Goal of the exercise — Only the lines holding "been" are wanted. Copy every one from the records below.

Stored data:
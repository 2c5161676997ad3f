//! Deferred copies and removals
//!
//! A copy between metafiles waits here until both ends are read. A removal
//! of a file that is still the source of such a copy waits until the copy
//! has been applied.

use crate::metafile::Metafile;
use parking_lot::Mutex;
use std::sync::Arc;
use tracing::debug;

pub(crate) struct PendingCopy {
    pub(crate) source: Arc<Metafile>,
    pub(crate) source_name: String,
    pub(crate) destination: Arc<Metafile>,
    pub(crate) destination_name: String,
}

impl PendingCopy {
    fn matches(
        &self,
        source: &Arc<Metafile>,
        source_name: &str,
        destination: &Arc<Metafile>,
        destination_name: &str,
    ) -> bool {
        Arc::ptr_eq(&self.source, source)
            && self.source_name == source_name
            && Arc::ptr_eq(&self.destination, destination)
            && self.destination_name == destination_name
    }

    fn copies_from(&self, metafile: &Arc<Metafile>, file_name: &str) -> bool {
        Arc::ptr_eq(&self.source, metafile) && self.source_name == file_name
    }

    fn is_ready(&self) -> bool {
        self.source.is_read() && self.destination.is_read()
    }
}

pub(crate) struct PendingRemoval {
    pub(crate) metafile: Arc<Metafile>,
    pub(crate) file_name: String,
}

#[derive(Default)]
struct LedgerState {
    copies: Vec<PendingCopy>,
    removals: Vec<PendingRemoval>,
}

/// Records are taken out under the lock and applied by the caller after
/// it is released, so applying them may schedule new work here.
#[derive(Default)]
pub(crate) struct Ledger {
    state: Mutex<LedgerState>,
}

impl Ledger {
    /// Record a copy; returns false if an identical copy is already pending
    pub(crate) fn schedule_copy(
        &self,
        source: &Arc<Metafile>,
        source_name: &str,
        destination: &Arc<Metafile>,
        destination_name: &str,
    ) -> bool {
        let mut state = self.state.lock();
        if state
            .copies
            .iter()
            .any(|copy| copy.matches(source, source_name, destination, destination_name))
        {
            return false;
        }
        state.copies.push(PendingCopy {
            source: Arc::clone(source),
            source_name: source_name.to_string(),
            destination: Arc::clone(destination),
            destination_name: destination_name.to_string(),
        });
        debug!(
            "Deferred metadata copy {}/{} -> {}/{}",
            source.directory_uri(),
            source_name,
            destination.directory_uri(),
            destination_name
        );
        true
    }

    /// Defer a removal if the file is still the source of a pending copy
    ///
    /// Returns false when nothing blocks the removal and the caller should
    /// remove immediately.
    pub(crate) fn defer_removal(&self, metafile: &Arc<Metafile>, file_name: &str) -> bool {
        let mut state = self.state.lock();
        if !state
            .copies
            .iter()
            .any(|copy| copy.copies_from(metafile, file_name))
        {
            return false;
        }
        let already = state
            .removals
            .iter()
            .any(|removal| Arc::ptr_eq(&removal.metafile, metafile) && removal.file_name == file_name);
        if !already {
            state.removals.push(PendingRemoval {
                metafile: Arc::clone(metafile),
                file_name: file_name.to_string(),
            });
        }
        true
    }

    /// Take every copy whose endpoints are both read
    pub(crate) fn take_ready_copies(&self) -> Vec<PendingCopy> {
        let mut state = self.state.lock();
        let (ready, waiting): (Vec<_>, Vec<_>) = std::mem::take(&mut state.copies)
            .into_iter()
            .partition(PendingCopy::is_ready);
        state.copies = waiting;
        ready
    }

    /// Take every removal no longer blocked by a pending copy
    pub(crate) fn take_unblocked_removals(&self) -> Vec<PendingRemoval> {
        let mut state = self.state.lock();
        let LedgerState { copies, removals } = &mut *state;
        let (unblocked, blocked): (Vec<_>, Vec<_>) =
            std::mem::take(removals).into_iter().partition(|removal| {
                !copies
                    .iter()
                    .any(|copy| copy.copies_from(&removal.metafile, &removal.file_name))
            });
        *removals = blocked;
        unblocked
    }

    pub(crate) fn copies_len(&self) -> usize {
        self.state.lock().copies.len()
    }

    pub(crate) fn removals_len(&self) -> usize {
        self.state.lock().removals.len()
    }
}
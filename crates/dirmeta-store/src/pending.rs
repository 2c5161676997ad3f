//! Pre-load change buffer
//!
//! Holds metadata writes issued before a metafile's document has been
//! read, so callers never wait on disk I/O. The buffer is replayed into
//! the document when loading completes and then discarded.

use crate::document::Document;
use crate::types::MetadataValue;
use std::collections::{HashMap, HashSet};
use tracing::warn;

/// Buffer key: a metadata key, plus the subkey for list values
#[derive(Clone, Debug, PartialEq, Eq, Hash)]
pub struct PendingKey {
    pub key: String,
    pub subkey: Option<String>,
}

impl PendingKey {
    /// Key for a scalar value
    pub fn scalar(key: &str) -> Self {
        Self {
            key: key.to_string(),
            subkey: None,
        }
    }

    /// Key for a list value (`key/subkey`)
    pub fn list(key: &str, subkey: &str) -> Self {
        Self {
            key: key.to_string(),
            subkey: Some(subkey.to_string()),
        }
    }
}

/// Buffered metadata changes, by file name
#[derive(Clone, Debug, Default)]
pub struct PendingChanges {
    files: HashMap<String, HashMap<PendingKey, MetadataValue>>,
    /// Files that received a non-default value; a direct write would have
    /// created their record even if a later write restored the default
    created: HashSet<String>,
}

impl PendingChanges {
    /// Create an empty buffer
    pub fn new() -> Self {
        Self::default()
    }

    /// Check if nothing is buffered
    pub fn is_empty(&self) -> bool {
        self.files.is_empty()
    }

    /// Number of files with buffered changes
    pub fn len(&self) -> usize {
        self.files.len()
    }

    /// File names that would have a record after replay, sorted
    pub fn file_names(&self) -> Vec<String> {
        let mut names: Vec<String> = self.created.iter().cloned().collect();
        names.sort();
        names
    }

    /// Buffer a value
    ///
    /// The value is always recorded so that it is replayed on load (a
    /// buffered default must still clear a stored attribute), but the
    /// result reports whether the value a read would see has changed.
    pub fn set(&mut self, file_name: &str, key: PendingKey, value: MetadataValue) -> bool {
        let changes = self.files.entry(file_name.to_string()).or_default();
        let changed = match changes.get(&key) {
            Some(old) => old.effective() != value.effective(),
            None => value.effective().is_some(),
        };
        if value.effective().is_some() {
            self.created.insert(file_name.to_string());
        }
        changes.insert(key, value);
        changed
    }

    /// Read a buffered scalar, or the default when nothing overrides it
    pub fn get_scalar(&self, file_name: &str, key: &str, default: &str) -> String {
        match self.lookup(file_name, &PendingKey::scalar(key)) {
            Some(MetadataValue::Scalar {
                default: stored_default,
                value,
            }) if value != stored_default => value.clone(),
            _ => default.to_string(),
        }
    }

    /// Read a buffered list, or an empty list
    pub fn get_list(&self, file_name: &str, key: &str, subkey: &str) -> Vec<String> {
        match self.lookup(file_name, &PendingKey::list(key, subkey)) {
            Some(MetadataValue::List(values)) => values.clone(),
            _ => Vec::new(),
        }
    }

    fn lookup(&self, file_name: &str, key: &PendingKey) -> Option<&MetadataValue> {
        self.files.get(file_name).and_then(|changes| changes.get(key))
    }

    /// Drop everything buffered for a file
    pub fn remove_file(&mut self, file_name: &str) -> bool {
        self.created.remove(file_name);
        self.files.remove(file_name).is_some()
    }

    /// Move buffered changes to a new file name, replacing the destination
    pub fn rename_file(&mut self, old_name: &str, new_name: &str) -> bool {
        if old_name == new_name {
            return false;
        }
        let mut changed = self.remove_file(new_name);
        if let Some(changes) = self.files.remove(old_name) {
            self.files.insert(new_name.to_string(), changes);
            changed = true;
        }
        if self.created.remove(old_name) {
            self.created.insert(new_name.to_string());
        }
        changed
    }

    /// Replay every buffered change into a document
    ///
    /// Uses the same merge rules as direct writes. Returns whether the
    /// document changed.
    pub fn apply_to(self, document: &mut Document) -> bool {
        let mut changed = false;
        for file_name in &self.created {
            changed |= document.ensure_record(file_name);
        }
        for (file_name, changes) in self.files {
            for (key, value) in changes {
                changed |= match (&value, key.subkey.as_deref()) {
                    (MetadataValue::Scalar { default, value }, None) => {
                        document.set_scalar(&file_name, &key.key, default, value)
                    }
                    (MetadataValue::List(values), Some(subkey)) => {
                        document.set_list(&file_name, &key.key, subkey, values)
                    }
                    _ => {
                        warn!(
                            "Skipping buffered change with mismatched shape: {}/{}",
                            file_name, key.key
                        );
                        false
                    }
                };
            }
        }
        changed
    }
}
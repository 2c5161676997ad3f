//! Sidecar storage backends
//!
//! The engine only ever reads a whole sidecar or replaces it atomically,
//! so that is all a backend has to provide.

use async_trait::async_trait;
use dirmeta_common::{Error, Result};
use parking_lot::Mutex;
use std::collections::HashMap;
use std::io::Write;
use std::path::{Path, PathBuf};
use std::sync::Arc;
use std::sync::atomic::{AtomicBool, AtomicUsize, Ordering};
use tokio::sync::Semaphore;
use tracing::debug;

/// Whole-file storage used by metafiles
#[async_trait]
pub trait MetafileBackend: Send + Sync {
    /// Get the backend name (for logging)
    fn name(&self) -> &str;

    /// Read an entire sidecar file
    async fn read(&self, path: &Path) -> Result<Vec<u8>>;

    /// Replace a sidecar file so readers see either the old or new contents
    async fn write_atomic(&self, path: &Path, contents: Vec<u8>) -> Result<()>;
}

/// Backend storing sidecars on the local filesystem
#[derive(Clone, Debug)]
pub struct FsBackend {
    file_mode: u32,
}

impl FsBackend {
    /// Create a backend writing files with the given permission bits
    pub fn new(file_mode: u32) -> Self {
        Self { file_mode }
    }
}

impl Default for FsBackend {
    fn default() -> Self {
        Self::new(dirmeta_common::config::DEFAULT_FILE_MODE)
    }
}

#[async_trait]
impl MetafileBackend for FsBackend {
    fn name(&self) -> &str {
        "fs"
    }

    async fn read(&self, path: &Path) -> Result<Vec<u8>> {
        Ok(tokio::fs::read(path).await?)
    }

    async fn write_atomic(&self, path: &Path, contents: Vec<u8>) -> Result<()> {
        let path = path.to_path_buf();
        let mode = self.file_mode;
        tokio::task::spawn_blocking(move || write_atomic_blocking(&path, &contents, mode))
            .await
            .map_err(|e| Error::internal(format!("write task failed: {e}")))?
    }
}

/// Write to a uniquely named temp file beside `path`, then rename over it
fn write_atomic_blocking(path: &Path, contents: &[u8], mode: u32) -> Result<()> {
    let dir = path
        .parent()
        .ok_or_else(|| Error::invalid_argument(format!("no parent directory: {path:?}")))?;
    std::fs::create_dir_all(dir)
        .map_err(|e| Error::Storage(format!("failed to create metafiles dir: {e}")))?;

    let mut builder = tempfile::Builder::new();
    builder.prefix(".dirmeta-").suffix(".tmp");
    #[cfg(unix)]
    {
        use std::os::unix::fs::PermissionsExt;
        builder.permissions(std::fs::Permissions::from_mode(mode));
    }
    #[cfg(not(unix))]
    let _ = mode;

    let mut temp = builder.tempfile_in(dir)?;
    temp.write_all(contents)?;
    temp.as_file().sync_all()?;
    temp.persist(path)
        .map_err(|e| Error::Storage(format!("failed to rename sidecar: {}", e.error)))?;

    debug!("Wrote {} bytes to {:?}", contents.len(), path);
    Ok(())
}

/// In-process backend
///
/// Reads and writes can be gated so callers can hold I/O in flight, and
/// the backend records how much concurrency it observed.
#[derive(Default)]
pub struct MemoryBackend {
    files: Mutex<HashMap<PathBuf, Vec<u8>>>,
    read_gate: Option<Arc<Semaphore>>,
    write_gate: Option<Arc<Semaphore>>,
    fail_writes: AtomicBool,
    reads_active: AtomicUsize,
    max_reads_active: AtomicUsize,
    reads_started: AtomicUsize,
    writes_started: AtomicUsize,
    writes_finished: AtomicUsize,
}

impl MemoryBackend {
    /// Create an ungated, empty backend
    pub fn new() -> Self {
        Self::default()
    }

    /// Hold every read until a permit is released
    #[must_use]
    pub fn with_read_gate(mut self) -> Self {
        self.read_gate = Some(Arc::new(Semaphore::new(0)));
        self
    }

    /// Hold every write until a permit is released
    #[must_use]
    pub fn with_write_gate(mut self) -> Self {
        self.write_gate = Some(Arc::new(Semaphore::new(0)));
        self
    }

    /// Let `count` more gated reads proceed
    pub fn release_reads(&self, count: usize) {
        if let Some(gate) = &self.read_gate {
            gate.add_permits(count);
        }
    }

    /// Let `count` more gated writes proceed
    pub fn release_writes(&self, count: usize) {
        if let Some(gate) = &self.write_gate {
            gate.add_permits(count);
        }
    }

    /// Make every subsequent write fail
    pub fn set_fail_writes(&self, fail: bool) {
        self.fail_writes.store(fail, Ordering::SeqCst);
    }

    /// Store a file directly
    pub fn insert(&self, path: impl Into<PathBuf>, contents: impl Into<Vec<u8>>) {
        self.files.lock().insert(path.into(), contents.into());
    }

    /// Get a stored file
    pub fn contents(&self, path: &Path) -> Option<Vec<u8>> {
        self.files.lock().get(path).cloned()
    }

    /// Reads currently in progress
    pub fn reads_active(&self) -> usize {
        self.reads_active.load(Ordering::SeqCst)
    }

    /// Highest number of simultaneous reads observed
    pub fn max_reads_active(&self) -> usize {
        self.max_reads_active.load(Ordering::SeqCst)
    }

    /// Reads started so far
    pub fn reads_started(&self) -> usize {
        self.reads_started.load(Ordering::SeqCst)
    }

    /// Writes started so far
    pub fn writes_started(&self) -> usize {
        self.writes_started.load(Ordering::SeqCst)
    }

    /// Writes finished so far, successful or not
    pub fn writes_finished(&self) -> usize {
        self.writes_finished.load(Ordering::SeqCst)
    }

    async fn pass_gate(gate: Option<&Arc<Semaphore>>) {
        if let Some(gate) = gate {
            if let Ok(permit) = gate.acquire().await {
                permit.forget();
            }
        }
    }
}

#[async_trait]
impl MetafileBackend for MemoryBackend {
    fn name(&self) -> &str {
        "memory"
    }

    async fn read(&self, path: &Path) -> Result<Vec<u8>> {
        self.reads_started.fetch_add(1, Ordering::SeqCst);
        let active = self.reads_active.fetch_add(1, Ordering::SeqCst) + 1;
        self.max_reads_active.fetch_max(active, Ordering::SeqCst);

        Self::pass_gate(self.read_gate.as_ref()).await;

        let result = self
            .contents(path)
            .ok_or_else(|| Error::MetafileNotFound(path.display().to_string()));
        self.reads_active.fetch_sub(1, Ordering::SeqCst);
        result
    }

    async fn write_atomic(&self, path: &Path, contents: Vec<u8>) -> Result<()> {
        self.writes_started.fetch_add(1, Ordering::SeqCst);
        Self::pass_gate(self.write_gate.as_ref()).await;

        let result = if self.fail_writes.load(Ordering::SeqCst) {
            Err(Error::storage("injected write failure"))
        } else {
            self.insert(path, contents);
            Ok(())
        };
        self.writes_finished.fetch_add(1, Ordering::SeqCst);
        result
    }
}
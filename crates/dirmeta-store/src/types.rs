//! Metadata value and event types

use std::time::{SystemTime, UNIX_EPOCH};

/// Attribute holding a file record's (percent-escaped) name
pub const NAME_ATTRIBUTE: &str = "name";

/// Attribute holding a file record's last-modified time
pub const TIMESTAMP_ATTRIBUTE: &str = "timestamp";

/// A metadata value as recorded in the pre-load buffer
///
/// Scalars remember the caller's default so that a buffered write of the
/// default can later remove a stored attribute from the loaded document.
#[derive(Clone, Debug, PartialEq, Eq)]
pub enum MetadataValue {
    /// Single string value
    Scalar { default: String, value: String },
    /// Ordered list of values
    List(Vec<String>),
}

impl MetadataValue {
    /// Create a scalar value
    pub fn scalar(default: impl Into<String>, value: impl Into<String>) -> Self {
        Self::Scalar {
            default: default.into(),
            value: value.into(),
        }
    }

    /// Create a list value
    pub fn list<I, S>(values: I) -> Self
    where
        I: IntoIterator<Item = S>,
        S: Into<String>,
    {
        Self::List(values.into_iter().map(Into::into).collect())
    }

    /// The value this entry overrides the default with, if any
    ///
    /// A scalar equal to its default and an empty list both mean
    /// "no override".
    pub fn effective(&self) -> Option<EffectiveValue<'_>> {
        match self {
            Self::Scalar { default, value } if value != default => {
                Some(EffectiveValue::Scalar(value))
            }
            Self::Scalar { .. } => None,
            Self::List(values) if values.is_empty() => None,
            Self::List(values) => Some(EffectiveValue::List(values)),
        }
    }

}

/// Borrowed view of an overriding value
#[derive(Clone, Copy, Debug, PartialEq, Eq)]
pub enum EffectiveValue<'a> {
    Scalar(&'a str),
    List(&'a [String]),
}

/// Public load state of a metafile
#[derive(Clone, Copy, Debug, PartialEq, Eq, Hash)]
pub enum MetafileState {
    /// No read attempted yet
    Unloaded,
    /// Read queued or in flight
    Loading,
    /// Document is authoritative
    Read,
}

/// Notification delivered to metafile subscribers
#[derive(Clone, Debug, PartialEq, Eq)]
pub enum MetafileEvent {
    /// Metadata changed for these file names
    Changed(Vec<String>),
    /// The backing document finished loading; any file may have changed
    Ready,
}

/// Current time in whole seconds since the Unix epoch
pub(crate) fn now_secs() -> u64 {
    SystemTime::now()
        .duration_since(UNIX_EPOCH)
        .map(|d| d.as_secs())
        .unwrap_or_default()
}

/// Check that a key can be stored
///
/// Keys become XML attribute and element names in the sidecar, so they
/// must be XML names and must not collide with the reserved attributes.
pub fn is_valid_key(key: &str) -> bool {
    is_xml_name(key) && key != NAME_ATTRIBUTE && key != TIMESTAMP_ATTRIBUTE
}

/// Check that a string is an XML name without a namespace prefix
pub fn is_xml_name(name: &str) -> bool {
    let mut chars = name.chars();
    let Some(first) = chars.next() else {
        return false;
    };
    (first.is_alphabetic() || first == '_')
        && chars.all(|c| c.is_alphanumeric() || matches!(c, '_' | '-' | '.'))
}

Task output —
//! has been applied.
//! Holds metadata writes issued before a metafile's document has been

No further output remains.